The book reads like an opera --- palace intrigue, warring factions, a mad emperor and those who attempt to use him. It's fascinating stuff like the car wreck everyone slows down to gawk at. And I have to admit that I'm enjoying knowing that it's really upset the man in the White House.

I
n the absence of a Fair Witness to assure me of what is true and what isn't, I can only say that much of the book rings true, based on the president's own words in speeches, interviews, and tweets. And his denials and the denials of his surrogates have no validity for me. He and they have proven over and over that, for them, truth is what they want it to be. Alternative facts, indeed!

Still, those of us in the loyal opposition to this administration should beware of the same behavior and not rush to embrace this account as The Truth -- no matter how much we want it to be. Supposedly Wolff has recordings to back up some of his statements -- but, of course we all know that recordings can be altered. Oh, for a Fair Witness!

Quoting Aaron Blake in the Washington Post: "In some ways, this is the tell-all that Trump's post-truth presidency deserves. Trump's own version of the truth is often subject to his own fantastic impulses and changes at a moment's notice. The leaks from his administration have followed that pattern, often painting credulity-straining images of an American president, As the New York Times's Maggie Haberman notes, that makes claims in Wolff's book that would ordinarily seem implausible suddenly plausible."

Ah, sweet irony...




5 comments:

Anvilcloud said...

A fair-minded post. :)

Barbara Rogers said...

Wouldn't it be fun if humans developed a truth gland, which would glow (say in the throat) when we told lies?

Dianna said...

Irony indeed.
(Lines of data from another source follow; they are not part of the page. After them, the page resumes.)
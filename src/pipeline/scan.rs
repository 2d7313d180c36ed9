//! Quote-aware scanner for DOT attribute lists.
//!
//! The attribute stages of the normalizer must rewrite `color=`,
//! `fillcolor=` and `fontcolor=` tokens without ever touching label text.
//! Labels routinely contain commas, brackets, `=` signs and `\n` escapes, so
//! a regex over `\w+\s*\[[^\]]+\]` corrupts them. This module walks the text
//! once, skipping quoted strings, HTML labels and comments, and reports:
//!
//! * every bracketed attribute list together with the kind of statement it
//!   belongs to ([`find_blocks`]);
//! * the `key=value` pairs inside one list, as byte ranges into the original
//!   text ([`parse_attrs`]);
//! * where the graph body closes ([`body_end`]).
//!
//! Every range points into the caller's string, so untouched bytes are copied
//! through verbatim and the rewrite stays minimal.
//!
//! All delimiters are ASCII. UTF-8 continuation bytes never collide with them,
//! so byte-wise scanning is safe on multi-byte labels.

use std::ops::Range;

/// What kind of statement owns an attribute list.
#[derive(Debug, Clone, Copy, PartialEq, Eq)]
pub enum BlockKind {
    /// `A [label="x"]`
    Node,
    /// `node [shape=box]`
    NodeDefaults,
    /// `edge [color=gray]`
    EdgeDefaults,
    /// `graph [rankdir=LR]`
    GraphDefaults,
    /// `A -> B [label="y"]`
    Edge,
}

impl BlockKind {
    /// Node statements and node defaults: the blocks that describe a node's look.
    pub fn styles_nodes(self) -> bool {
        matches!(self, BlockKind::Node | BlockKind::NodeDefaults)
    }
}

/// One bracketed attribute list.
#[derive(Debug, Clone, PartialEq, Eq)]
pub struct AttrBlock {
    /// Byte range of the text between `[` and `]`.
    pub inner: Range<usize>,
    pub kind: BlockKind,
}

/// One `key=value` pair, ranges relative to the block's inner text.
#[derive(Debug, Clone, PartialEq, Eq)]
pub struct Attr {
    pub key: Range<usize>,
    /// Includes surrounding quotes or angle brackets when present.
    pub value: Range<usize>,
}

impl Attr {
    /// Key without quotes.
    pub fn key<'a>(&self, inner: &'a str) -> &'a str {
        unquote(&inner[self.key.clone()])
    }

    /// Value without quotes.
    pub fn value<'a>(&self, inner: &'a str) -> &'a str {
        unquote(&inner[self.value.clone()])
    }

    /// True when the key matches `name`, ignoring ASCII case.
    pub fn is(&self, inner: &str, name: &str) -> bool {
        self.key(inner).eq_ignore_ascii_case(name)
    }

    pub fn value_is_quoted(&self, inner: &str) -> bool {
        inner[self.value.clone()].starts_with('"')
    }

    pub fn key_is_quoted(&self, inner: &str) -> bool {
        inner[self.key.clone()].starts_with('"')
    }
}

fn unquote(s: &str) -> &str {
    s.strip_prefix('"')
        .and_then(|s| s.strip_suffix('"'))
        .unwrap_or(s)
}

/// Locate every attribute list in `src`, in document order.
///
/// A `[` opens an attribute list when the nearest non-blank byte before it is
/// part of an identifier or a closing quote. An unterminated list ends the
/// scan; whatever follows it is left alone.
pub fn find_blocks(src: &str) -> Vec<AttrBlock> {
    let b = src.as_bytes();
    let mut blocks = Vec::new();
    let mut i = 0;
    let mut stmt_start = 0;
    let mut stmt_has_edge = false;

    while i < b.len() {
        match b[i] {
            b'"' => i = skip_quoted(b, i),
            b'/' if b.get(i + 1) == Some(&b'/') => i = skip_line(b, i),
            b'/' if b.get(i + 1) == Some(&b'*') => i = skip_block_comment(b, i),
            b'#' if at_line_start(b, i) => i = skip_line(b, i),
            b';' | b'{' | b'}' | b'\n' => {
                i += 1;
                stmt_start = i;
                stmt_has_edge = false;
            }
            b'-' if matches!(b.get(i + 1), Some(b'>') | Some(b'-')) => {
                stmt_has_edge = true;
                i += 2;
            }
            b'[' => {
                let Some(close) = find_close(b, i + 1) else {
                    break;
                };
                if opens_attr_list(b, i) {
                    let kind = if stmt_has_edge {
                        BlockKind::Edge
                    } else {
                        classify_head(src[stmt_start..i].trim())
                    };
                    blocks.push(AttrBlock {
                        inner: i + 1..close,
                        kind,
                    });
                }
                i = close + 1;
            }
            _ => i += 1,
        }
    }

    blocks
}

/// Split one attribute list into `key=value` pairs.
///
/// Separators (`,` `;` whitespace) are skipped; a key without `=` is ignored.
pub fn parse_attrs(inner: &str) -> Vec<Attr> {
    let b = inner.as_bytes();
    let mut attrs = Vec::new();
    let mut i = 0;

    while i < b.len() {
        if is_separator(b[i]) {
            i += 1;
            continue;
        }

        let key_start = i;
        i = if b[i] == b'"' {
            skip_quoted(b, i)
        } else {
            scan_bare(b, i, |c| c == b'=')
        };
        if i == key_start {
            // stray '=' or similar
            i += 1;
            continue;
        }
        let key = key_start..i;

        let mut j = skip_blank(b, i);
        if b.get(j) != Some(&b'=') {
            continue;
        }
        j = skip_blank(b, j + 1);
        if j >= b.len() {
            break;
        }

        let value_start = j;
        i = match b[j] {
            b'"' => skip_quoted(b, j),
            b'<' => skip_html(b, j),
            _ => scan_bare(b, j, |_| false),
        };
        attrs.push(Attr {
            key,
            value: value_start..i,
        });
    }

    attrs
}

/// The separator style a list already uses, for appending a new pair.
pub fn separator_style(inner: &str, attrs: &[Attr]) -> &'static str {
    let gaps: Vec<&str> = attrs
        .windows(2)
        .map(|w| &inner[w[0].value.end..w[1].key.start])
        .collect();
    if gaps.iter().any(|g| g.contains(',')) {
        ", "
    } else if gaps.iter().any(|g| g.contains(';')) {
        "; "
    } else if gaps.is_empty() {
        ", "
    } else {
        " "
    }
}

/// Index just past the `}` that balances the first `{` in `src`.
///
/// Braces inside quoted strings, comments and HTML labels do not count.
/// Returns `None` when the body never closes.
pub fn body_end(src: &str) -> Option<usize> {
    let b = src.as_bytes();
    let mut depth = 0usize;
    let mut i = 0;
    let mut last_solid = b'\n';

    while i < b.len() {
        match b[i] {
            b'"' => {
                i = skip_quoted(b, i);
                last_solid = b'"';
                continue;
            }
            b'/' if b.get(i + 1) == Some(&b'/') => {
                i = skip_line(b, i);
                continue;
            }
            b'/' if b.get(i + 1) == Some(&b'*') => {
                i = skip_block_comment(b, i);
                continue;
            }
            b'#' if at_line_start(b, i) => {
                i = skip_line(b, i);
                continue;
            }
            b'<' if last_solid == b'=' => {
                i = skip_html(b, i);
                last_solid = b'>';
                continue;
            }
            b'{' => depth += 1,
            b'}' if depth > 0 => {
                depth -= 1;
                if depth == 0 {
                    return Some(i + 1);
                }
            }
            _ => {}
        }
        if !b[i].is_ascii_whitespace() {
            last_solid = b[i];
        }
        i += 1;
    }
    None
}

// ── Byte-level helpers ───────────────────────────────────────────────────────

fn is_separator(c: u8) -> bool {
    c == b',' || c == b';' || c.is_ascii_whitespace()
}

fn is_ident_byte(c: u8) -> bool {
    c.is_ascii_alphanumeric() || c == b'_' || c == b'.' || c >= 0x80
}

fn classify_head(head: &str) -> BlockKind {
    if head.eq_ignore_ascii_case("node") {
        BlockKind::NodeDefaults
    } else if head.eq_ignore_ascii_case("edge") {
        BlockKind::EdgeDefaults
    } else if head.eq_ignore_ascii_case("graph") {
        BlockKind::GraphDefaults
    } else {
        BlockKind::Node
    }
}

fn opens_attr_list(b: &[u8], open: usize) -> bool {
    b[..open]
        .iter()
        .rev()
        .find(|c| !c.is_ascii_whitespace())
        .is_some_and(|&c| is_ident_byte(c) || c == b'"')
}

/// Index one past the closing quote (or end of input).
fn skip_quoted(b: &[u8], open: usize) -> usize {
    let mut i = open + 1;
    while i < b.len() {
        match b[i] {
            b'\\' => i += 2,
            b'"' => return i + 1,
            _ => i += 1,
        }
    }
    b.len()
}

/// Index one past the `>` that balances the `<` at `open`.
fn skip_html(b: &[u8], open: usize) -> usize {
    let mut depth = 0usize;
    for (i, &c) in b.iter().enumerate().skip(open) {
        match c {
            b'<' => depth += 1,
            b'>' => {
                depth -= 1;
                if depth == 0 {
                    return i + 1;
                }
            }
            _ => {}
        }
    }
    b.len()
}

fn skip_line(b: &[u8], from: usize) -> usize {
    b[from..]
        .iter()
        .position(|&c| c == b'\n')
        .map_or(b.len(), |p| from + p)
}

fn skip_block_comment(b: &[u8], from: usize) -> usize {
    b[from + 2..]
        .windows(2)
        .position(|w| w == b"*/")
        .map_or(b.len(), |p| from + 2 + p + 2)
}

fn at_line_start(b: &[u8], i: usize) -> bool {
    b[..i]
        .iter()
        .rev()
        .take_while(|&&c| c != b'\n')
        .all(|c| c.is_ascii_whitespace())
}

fn skip_blank(b: &[u8], mut i: usize) -> usize {
    while i < b.len() && b[i].is_ascii_whitespace() {
        i += 1;
    }
    i
}

fn scan_bare(b: &[u8], mut i: usize, also_stop: impl Fn(u8) -> bool) -> usize {
    while i < b.len() && !is_separator(b[i]) && !also_stop(b[i]) {
        i += 1;
    }
    i
}

/// Index of the `]` closing a list whose body starts at `from`.
///
/// `<` only opens an HTML label when it follows `=`; a lone `<` in a bare
/// value must not swallow the closing bracket.
fn find_close(b: &[u8], from: usize) -> Option<usize> {
    let mut i = from;
    let mut last_solid = b'[';
    while i < b.len() {
        match b[i] {
            b'"' => {
                i = skip_quoted(b, i);
                last_solid = b'"';
                continue;
            }
            b'<' if last_solid == b'=' => {
                i = skip_html(b, i);
                last_solid = b'>';
                continue;
            }
            b']' => return Some(i),
            c if !c.is_ascii_whitespace() => last_solid = c,
            _ => {}
        }
        i += 1;
    }
    None
}
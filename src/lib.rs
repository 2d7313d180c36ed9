//! # lexigraph
//!
//! Turn lecture text into a rendered knowledge graph using LLMs.
//!
//! ## Why this crate?
//!
//! A language model can summarize a lecture into a topic hierarchy and draw
//! that hierarchy as Graphviz DOT, but what comes back is rarely clean: code
//! fences, a chatty preamble, "light" colours used as `color` instead of
//! `fillcolor`, white text on yellow boxes. This crate runs the model calls,
//! then deterministically repairs and checks the markup before a hosted
//! renderer ever sees it.
//!
//! ## Pipeline Overview
//!
//! ```text
//! lecture text
//!  │
//!  ├─ 1. Validate   local length check, then the classifier (VALID/INVALID)
//!  ├─ 2. Analyze    summarizer builds a topic hierarchy
//!  ├─ 3. Generate   describer writes DOT; normalize + structural validate
//!  └─ 4. Render     hosted Graphviz service: HEAD probe, then image bytes
//! ```
//!
//! ## Quick Start
//!
//! ```rust,no_run
//! use lexigraph::{generate, GraphConfig};
//!
//! #[tokio::main]
//! async fn main() -> Result<(), Box<dyn std::error::Error>> {
//!     // Provider auto-detected from OPENAI_API_KEY / ANTHROPIC_API_KEY / ...
//!     let config = GraphConfig::default();
//!     let lecture = std::fs::read_to_string("lecture.txt")?;
//!     let output = generate(&lecture, &config).await?;
//!     println!("{}", output.markup);
//!     eprintln!("render: {}", output.render_url);
//!     Ok(())
//! }
//! ```
//!
//! The normalizer is usable on its own and never calls the network:
//!
//! ```rust
//! let raw = "Here's the DOT code:\n```dot\ndigraph G { A [color=lightblue]; }\n```";
//! let markup = lexigraph::normalize(raw);
//! assert!(markup.starts_with("digraph G"));
//! assert!(lexigraph::validate(&markup).is_ok());
//! ```
//!
//! ## Feature Flags
//!
//! | Feature  | Default | Description |
//! |----------|---------|-------------|
//! | `cli`    | on      | Enables the `lexigraph` binary (clap + anyhow + indicatif + tracing-subscriber + dotenvy) |
//! | `server` | on      | Enables [`server`], the axum HTTP API used by the web front end |
//!
//! Disable both when using only the library:
//! ```toml
//! lexigraph = { version = "0.1", default-features = false }
//! ```

// ── Modules ──────────────────────────────────────────────────────────────

pub mod config;
pub mod error;
pub mod generate;
pub mod output;
pub mod pipeline;
pub mod progress;
pub mod prompts;
#[cfg(feature = "server")]
pub mod server;
pub mod storage;

// ── Re-exports ───────────────────────────────────────────────────────────

pub use config::{GraphConfig, GraphConfigBuilder, ImageFormat};
pub use error::{LexiGraphError, MarkupError};
pub use generate::{
    generate, generate_sync, generate_to_file, generate_with_agents, render_markup,
    resolve_agents,
};
pub use output::{GraphOutput, GraphStats};
pub use pipeline::llm::{AgentReply, Agents, ChatAgent};
pub use pipeline::normalize::normalize;
pub use pipeline::validate::{validate, validation_report};
pub use progress::{NoopProgressCallback, PipelineProgressCallback, ProgressCallback, Stage};
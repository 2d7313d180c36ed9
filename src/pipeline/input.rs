//! Input validation: reject text and credentials before any model is called.
//!
//! ## Why validate locally?
//!
//! Every model call costs money and seconds. A two-word input or an API key
//! pasted into the wrong provider field fails on the provider side anyway,
//! but only after a round trip and with an error message that is hard to
//! read. Checking here gives the user an immediate, specific answer.
//!
//! The provider catalog lives here too: the set of providers whose keys we
//! can check is the set the HTTP front end offers.

use crate::error::LexiGraphError;
use tracing::debug;

/// Providers that accept a per-request API key.
pub const SUPPORTED_PROVIDERS: [&str; 3] = ["anthropic", "openai", "openrouter"];

/// Check that `text` has at least `min_chars` characters after trimming.
///
/// Characters, not bytes: an Arabic lecture is not penalised for using
/// two-byte code points.
pub fn validate_input_text(text: &str, min_chars: usize) -> Result<&str, LexiGraphError> {
    let trimmed = text.trim();
    if trimmed.is_empty() {
        return Err(LexiGraphError::EmptyInput);
    }
    let actual = trimmed.chars().count();
    if actual < min_chars {
        return Err(LexiGraphError::InputTooShort {
            min: min_chars,
            actual,
        });
    }
    debug!("Input accepted: {} chars", actual);
    Ok(trimmed)
}

/// Check the shape of an API key for `provider`.
///
/// Only the prefix is checked; whether the key works is the provider's call.
pub fn validate_api_key(provider: &str, api_key: &str) -> Result<(), LexiGraphError> {
    let provider_lc = provider.trim().to_ascii_lowercase();
    let prefix = key_prefix(&provider_lc)
        .ok_or_else(|| LexiGraphError::UnsupportedProvider(provider.to_string()))?;

    let key = api_key.trim();
    if key.is_empty() {
        return Err(LexiGraphError::InvalidApiKey {
            provider: provider_lc,
            reason: "API key is required".into(),
        });
    }
    if !key.starts_with(prefix) {
        return Err(LexiGraphError::InvalidApiKey {
            provider: provider_lc,
            reason: format!("key should start with '{prefix}'"),
        });
    }
    Ok(())
}

/// Prefix every key for `provider` starts with.
fn key_prefix(provider: &str) -> Option<&'static str> {
    match provider {
        "anthropic" => Some("sk-ant-"),
        "openai" => Some("sk-"),
        "openrouter" => Some("sk-or-"),
        _ => None,
    }
}

const ANTHROPIC_MODELS: &[&str] = &[
    "claude-3-5-haiku-20241022",
    "claude-3-5-sonnet-20241022",
    "claude-3-opus-20240229",
];

const OPENAI_MODELS: &[&str] = &["gpt-4o", "gpt-4o-mini", "gpt-4-turbo"];

const OPENROUTER_MODELS: &[&str] = &[
    "anthropic/claude-3.5-haiku",
    "anthropic/claude-3.5-sonnet",
    "openai/gpt-4o",
    "google/gemini-pro-1.5",
];

/// Models offered for `provider`, first one is the default.
pub fn available_models(provider: &str) -> Option<&'static [&'static str]> {
    match provider.trim().to_ascii_lowercase().as_str() {
        "anthropic" => Some(ANTHROPIC_MODELS),
        "openai" => Some(OPENAI_MODELS),
        "openrouter" => Some(OPENROUTER_MODELS),
        _ => None,
    }
}

/// Default model for `provider`.
pub fn default_model(provider: &str) -> Option<&'static str> {
    available_models(provider).and_then(|m| m.first().copied())
}
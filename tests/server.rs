#![cfg(feature = "server")]
//! HTTP API tests: the router is driven in-process with `oneshot`.

use async_trait::async_trait;
use axum::body::Body;
use axum::http::{header, Request, StatusCode};
use axum::Router;
use lexigraph::server::{create_router, AgentFactory, AppState, ProcessResponse};
use lexigraph::{AgentReply, Agents, ChatAgent, GraphConfig, LexiGraphError};
use std::path::Path;
use std::sync::Arc;
use std::time::{Duration, SystemTime};
use tower::ServiceExt;

const PNG: &[u8] = b"\x89PNG\r\n\x1a\nserver-test";

const LECTURE: &str = "Photosynthesis converts light energy into chemical energy. \
It happens in the chloroplasts and has light-dependent and light-independent stages.";

// ── Test doubles ─────────────────────────────────────────────────────────────

struct EchoAgent;

#[async_trait]
impl ChatAgent for EchoAgent {
    fn provider(&self) -> &str {
        "mock"
    }

    async fn invoke(&self, prompt: &str) -> Result<AgentReply, LexiGraphError> {
        let content = if prompt.contains("VALID or INVALID") {
            "VALID"
        } else if prompt.contains("Lecture:") {
            "Photosynthesis:\n- Light-dependent\n- Calvin cycle"
        } else {
            "```dot\ndigraph P { P -> L; P -> C; }\n```"
        };
        Ok(AgentReply {
            content: content.to_string(),
            input_tokens: 10,
            output_tokens: 5,
        })
    }
}

/// Hands out scripted agents but still checks the key like the real factory.
struct MockFactory;

impl AgentFactory for MockFactory {
    fn agents(
        &self,
        provider: &str,
        api_key: &str,
        _config: &GraphConfig,
    ) -> Result<Agents, LexiGraphError> {
        lexigraph::pipeline::input::validate_api_key(provider, api_key)?;
        Ok(Agents::uniform(Arc::new(EchoAgent)))
    }
}

async fn spawn_render_stub() -> String {
    let app = Router::new().route(
        "/graphviz",
        axum::routing::get(|| async { ([(header::CONTENT_TYPE, "image/png")], PNG.to_vec()) }),
    );
    let listener = tokio::net::TcpListener::bind("127.0.0.1:0").await.unwrap();
    let addr = listener.local_addr().unwrap();
    tokio::spawn(async move {
        axum::serve(listener, app).await.unwrap();
    });
    format!("http://{addr}/graphviz")
}

fn app_for(output_dir: &Path, render_url: &str) -> Router {
    let config = GraphConfig::builder()
        .output_dir(output_dir)
        .render_base_url(render_url)
        .build()
        .unwrap();
    create_router(AppState::new(config).with_factory(Arc::new(MockFactory)))
}

fn offline_app(output_dir: &Path) -> Router {
    app_for(output_dir, "http://127.0.0.1:9/graphviz")
}

async fn get(app: Router, uri: &str) -> axum::response::Response {
    app.oneshot(Request::builder().uri(uri).body(Body::empty()).unwrap())
        .await
        .unwrap()
}

async fn post_json(app: Router, uri: &str, body: serde_json::Value) -> axum::response::Response {
    app.oneshot(
        Request::builder()
            .method("POST")
            .uri(uri)
            .header("content-type", "application/json")
            .body(Body::from(body.to_string()))
            .unwrap(),
    )
    .await
    .unwrap()
}

async fn json_body(response: axum::response::Response) -> serde_json::Value {
    let bytes = axum::body::to_bytes(response.into_body(), usize::MAX)
        .await
        .unwrap();
    serde_json::from_slice(&bytes).unwrap()
}

// ── Catalog endpoints ────────────────────────────────────────────────────────

#[tokio::test]
async fn health_check() {
    let dir = tempfile::tempdir().unwrap();
    let response = get(offline_app(dir.path()), "/").await;
    assert_eq!(response.status(), StatusCode::OK);
    let json = json_body(response).await;
    assert_eq!(json["message"], "LexiGraph API is running");
}

#[tokio::test]
async fn providers_lists_all_three() {
    let dir = tempfile::tempdir().unwrap();
    let json = json_body(get(offline_app(dir.path()), "/providers").await).await;
    let ids: Vec<&str> = json["providers"]
        .as_array()
        .unwrap()
        .iter()
        .map(|p| p["id"].as_str().unwrap())
        .collect();
    assert_eq!(ids, vec!["anthropic", "openai", "openrouter"]);
    assert_eq!(json["providers"][1]["name"], "OpenAI");
}

#[tokio::test]
async fn models_for_known_and_unknown_providers() {
    let dir = tempfile::tempdir().unwrap();
    let app = offline_app(dir.path());

    let response = get(app.clone(), "/models/openai").await;
    assert_eq!(response.status(), StatusCode::OK);
    let json = json_body(response).await;
    assert_eq!(json["models"][0]["id"], "gpt-4o");

    let response = get(app, "/models/mystery").await;
    assert_eq!(response.status(), StatusCode::NOT_FOUND);
    let json = json_body(response).await;
    assert!(json["detail"].as_str().unwrap().contains("mystery"));
}

// ── /process/text ────────────────────────────────────────────────────────────

#[tokio::test]
async fn bad_key_prefix_is_reported_in_body() {
    let dir = tempfile::tempdir().unwrap();
    let response = post_json(
        offline_app(dir.path()),
        "/process/text",
        serde_json::json!({
            "text": LECTURE,
            "provider": "anthropic",
            "api_key": "sk-wrong-prefix",
        }),
    )
    .await;

    assert_eq!(response.status(), StatusCode::OK);
    let body: ProcessResponse = serde_json::from_value(json_body(response).await).unwrap();
    assert!(!body.success);
    assert!(body.graph_path.is_none());
    assert!(body.error.unwrap().contains("sk-ant-"));
}

#[tokio::test]
async fn short_text_is_reported_in_body() {
    let dir = tempfile::tempdir().unwrap();
    let response = post_json(
        offline_app(dir.path()),
        "/process/text",
        serde_json::json!({ "text": "too short", "provider": "openai", "api_key": "sk-test" }),
    )
    .await;
    let body: ProcessResponse = serde_json::from_value(json_body(response).await).unwrap();
    assert!(!body.success);
    assert_eq!(body.message, "Please provide more lecture content.");
}

#[tokio::test]
async fn unreachable_renderer_fails_without_storing_anything() {
    let dir = tempfile::tempdir().unwrap();
    let response = post_json(
        offline_app(dir.path()),
        "/process/text",
        serde_json::json!({ "text": LECTURE, "provider": "openai", "api_key": "sk-test" }),
    )
    .await;
    let body: ProcessResponse = serde_json::from_value(json_body(response).await).unwrap();
    assert!(!body.success);
    assert_eq!(body.message, "Failed to render the graph.");
    assert_eq!(std::fs::read_dir(dir.path()).map(|d| d.count()).unwrap_or(0), 0);
}

#[tokio::test]
async fn successful_request_stores_and_serves_the_image() {
    let render_url = spawn_render_stub().await;
    let dir = tempfile::tempdir().unwrap();

    // Leftover from an earlier day: removed before the request runs.
    let stale = dir.path().join("graph_1_0000.png");
    std::fs::write(&stale, PNG).unwrap();
    std::fs::File::options()
        .write(true)
        .open(&stale)
        .unwrap()
        .set_modified(SystemTime::now() - Duration::from_secs(48 * 3600))
        .unwrap();

    let app = app_for(dir.path(), &render_url);
    let response = post_json(
        app.clone(),
        "/process/text",
        serde_json::json!({
            "text": LECTURE,
            "provider": "openrouter",
            "model": "openai/gpt-4o",
            "api_key": "sk-or-test",
        }),
    )
    .await;
    assert_eq!(response.status(), StatusCode::OK);
    let body: ProcessResponse = serde_json::from_value(json_body(response).await).unwrap();
    assert!(body.success, "error: {:?}", body.error);
    assert_eq!(body.markup.as_deref(), Some("digraph P { P -> L; P -> C; }"));
    assert!(body.summary.unwrap().starts_with("Photosynthesis:"));
    assert!(!stale.exists());

    let filename = body.graph_path.unwrap();
    assert!(filename.starts_with("graph_") && filename.ends_with(".png"));
    assert_eq!(std::fs::read(dir.path().join(&filename)).unwrap(), PNG);

    let response = get(app.clone(), &format!("/image/{filename}")).await;
    assert_eq!(response.status(), StatusCode::OK);
    assert_eq!(response.headers()[header::CONTENT_TYPE], "image/png");
    let bytes = axum::body::to_bytes(response.into_body(), usize::MAX)
        .await
        .unwrap();
    assert_eq!(&bytes[..], PNG);

    let response = get(app, &format!("/download/{filename}")).await;
    assert_eq!(response.status(), StatusCode::OK);
    let disposition = response.headers()[header::CONTENT_DISPOSITION]
        .to_str()
        .unwrap()
        .to_string();
    assert_eq!(disposition, format!("attachment; filename={filename}"));
}

// ── File endpoints ───────────────────────────────────────────────────────────

#[tokio::test]
async fn missing_and_unsafe_files_are_not_found() {
    let dir = tempfile::tempdir().unwrap();
    std::fs::write(dir.path().join(".env"), "SECRET=1").unwrap();
    let app = offline_app(dir.path());

    for uri in ["/image/nope.png", "/download/nope.png", "/image/.env", "/image/..%2Fsecret"] {
        let response = get(app.clone(), uri).await;
        assert_eq!(response.status(), StatusCode::NOT_FOUND, "uri: {uri}");
    }
}

#[tokio::test]
async fn svg_files_are_served_as_svg() {
    let dir = tempfile::tempdir().unwrap();
    std::fs::write(dir.path().join("g.svg"), "<svg></svg>").unwrap();
    let response = get(offline_app(dir.path()), "/image/g.svg").await;
    assert_eq!(response.status(), StatusCode::OK);
    assert_eq!(response.headers()[header::CONTENT_TYPE], "image/svg+xml");
}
I have always believed Trump was gobsmacked - like everyone else - when he won and he’s proven all by himself how unprepared and temper mentally unfit he is to hold this office. This book will make Wolf rich. Trump is probably jealous.

katy gilmore said...

Well I read it all this weekend while sick with a nasty cold. Seemed a fever dream to wallow in -- and like we already knew most of it, but was fun to read it in book print. None of it seems far-fetched. I, too, marveled that Ivanka would make fun of her father's "do" -- but who would know those details? So many leaks, so many leakers. When will it end.

Jime said...

One thing we do know is he will say favorable things to the audience of the moment. When the audience changes so does his song. And to top it off he will address subjects that have nothing to do with the audience at all. Just a rage against whatever is his current burr under his saddle. If he has many people in the audience that have different views on the a subject he will say something to please them all and then take it back in a tweet an hour later.